Actress and activist Alyssa Milano responded to the news that executive CBS overturned Les Moonves had begun an attempt to return to Hollywood with a new company by appealing to others in the industry to protect the women around them .

"That is going to happen, and we can not expect that not ", said Milano to reporters at the Television Critics Association press conference on Sunday." We can not put all these men on an island and say, "Uh, they'll get it out, let them eat themselves."

The key, said Milano, is to implement systemic protections for women that do not allow perpetrators to remain irresponsible to bad behavior.

"They are going to get a job again," she said. "So I think it's our responsibility to find out what that re-entry in the workplace looks like, and how women feel comfortable in that space." What we can do is set policies so that women – and men – feel safe around Les Moonves. "

Milano was an outspoken leader in the Hollywood # MeToo movement, up to and including the deposition of Moonves as head of the CBS, during a large number of allegations of sexual misconduct last fall. The movement has allowed a number of accused abusers to lose their jobs, but a few, including Moonves and comedian Louis C.K., have already begun to try to revive their careers.

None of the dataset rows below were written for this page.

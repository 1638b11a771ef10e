//! Catalog domain types.

use chrono::{DateTime, Utc};
use serde::Serialize;

use synclune_core::{Price, ProductId, ProductStatus, SkuId, SkuMediaId};

/// A product page: title, description and a set of SKUs.
#[derive(Debug, Clone, Serialize, sqlx::FromRow)]
pub struct Product {
    pub id: ProductId,
    pub slug: String,
    pub title: String,
    pub description: String,
    pub product_type: String,
    pub status: ProductStatus,
    pub created_at: DateTime<Utc>,
    pub updated_at: DateTime<Utc>,
}

/// A purchasable variant with its own price and inventory.
#[derive(Debug, Clone, Serialize, sqlx::FromRow)]
pub struct ProductSku {
    pub id: SkuId,
    pub product_id: ProductId,
    pub sku: String,
    pub color: Option<String>,
    pub material: Option<String>,
    pub size: Option<String>,
    #[sqlx(rename = "price_cents")]
    pub price: Price,
    #[sqlx(rename = "compare_at_price_cents")]
    pub compare_at_price: Option<Price>,
    pub inventory: i32,
    pub is_active: bool,
    pub is_default: bool,
}

impl ProductSku {
    /// Active with at least one unit left.
    #[must_use]
    pub const fn is_available(&self) -> bool {
        self.is_active && self.inventory > 0
    }
}

/// An image attached to a SKU.
#[derive(Debug, Clone, Serialize, sqlx::FromRow)]
pub struct SkuMedia {
    pub id: SkuMediaId,
    pub sku_id: SkuId,
    pub url: String,
    pub alt: Option<String>,
    pub is_primary: bool,
    pub position: i32,
}

/// One row of the product listing.
#[derive(Debug, Clone, Serialize, sqlx::FromRow)]
pub struct ProductSummary {
    pub id: ProductId,
    pub slug: String,
    pub title: String,
    pub product_type: String,
    /// Lowest price among active SKUs.
    #[sqlx(rename = "from_price_cents")]
    pub from_price: Price,
    pub image_url: Option<String>,
    pub in_stock: bool,
    pub created_at: DateTime<Utc>,
    /// Total rows matching the filters, repeated on every row.
    #[serde(skip)]
    pub total_count: i64,
}

/// A page of listing results.
#[derive(Debug, Clone, Serialize)]
pub struct ProductPage {
    pub items: Vec<ProductSummary>,
    pub total: i64,
    pub page: u32,
    pub per_page: u32,
}

/// Gallery entry shown on the product page.
#[derive(Debug, Clone, PartialEq, Eq, Serialize)]
pub struct GalleryImage {
    pub url: String,
    pub alt: Option<String>,
    pub sku_id: SkuId,
}

/// Product page payload.
#[derive(Debug, Clone, Serialize)]
pub struct ProductDetail {
    pub product: Product,
    pub skus: Vec<ProductSku>,
    pub selected_sku_id: Option<SkuId>,
    pub gallery: Vec<GalleryImage>,
}

/// Live state of a SKU joined with its product, as read at cart and
/// checkout time.
#[derive(Debug, Clone, sqlx::FromRow)]
pub struct SkuSnapshot {
    pub sku_id: SkuId,
    pub product_id: ProductId,
    pub product_title: String,
    pub product_slug: String,
    pub product_status: ProductStatus,
    pub sku_code: String,
    pub color: Option<String>,
    pub material: Option<String>,
    pub size: Option<String>,
    #[sqlx(rename = "price_cents")]
    pub price: Price,
    pub inventory: i32,
    pub is_active: bool,
    pub image_url: Option<String>,
}

impl SkuSnapshot {
    /// Active SKU of a public product.
    #[must_use]
    pub fn is_purchasable(&self) -> bool {
        self.is_active && self.product_status == ProductStatus::Public
    }
}

/// Listing sort order.
#[derive(Debug, Clone, Copy, Default, PartialEq, Eq, Hash, Serialize, serde::Deserialize)]
#[serde(rename_all = "snake_case")]
pub enum ProductSort {
    #[default]
    Newest,
    PriceAsc,
    PriceDesc,
    Title,
}

/// Validated listing filters. Also the catalog cache key.
#[derive(Debug, Clone, Default, PartialEq, Eq, Hash)]
pub struct ProductFilters {
    pub product_type: Option<String>,
    pub color: Option<String>,
    pub material: Option<String>,
    pub min_price: Option<Price>,
    pub max_price: Option<Price>,
    pub in_stock: bool,
    pub search: Option<String>,
    pub sort: ProductSort,
    pub page: u32,
    pub per_page: u32,
}

impl ProductFilters {
    /// Rows to skip for the current page.
    #[must_use]
    pub fn offset(&self) -> i64 {
        i64::from(self.page.saturating_sub(1)) * i64::from(self.per_page)
    }
}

But Milano, and the other actresses and directors who appeared next to her on a panel to discuss women at the helm of films and series for Lifetime, said they did not allow Hollywood to go back to a point where people look the other way from offensive. or intimidating behavior.

"I do not think we can go back," said Erika Christensen, "Jane Green's To Have and To Hold" star.

"I will not allow anyone to go back," added Milano.

"Keeping people accountable … that can also be contractual," she said. "If you finance Les Moonves, or plan to work with him, you must have a contract that is in good condition and allows for a full process … There are many things that can be implemented."

Monika Mitchell, who directed Christensen in "To Have and To Hold", warned not to underestimate the collective appeal of women to decision-making positions in the sector.

"What I've felt much stronger since 2016 is the ability to say" I will not work with that person, "Mitchell said. "I think if we went with z & # 39; n tens," I will not work with that person ", it really means something now. & # 39;

"I think there is a statement that everyone is aware of, we say we will not take this anymore," said actress Tiffany Hines, who shines in Lifetime's "Pride & Prejudice in Atlanta."

The women all agreed, the #MeToo movement is there to stay and the lasting effects on the industry will undoubtedly be felt in the future.

"I always joke that when animals are on the set, the Humane Society is everywhere and yet women are made to become completely naked with nowhere a protection mechanism," said Milano. "I think that will change everything completely."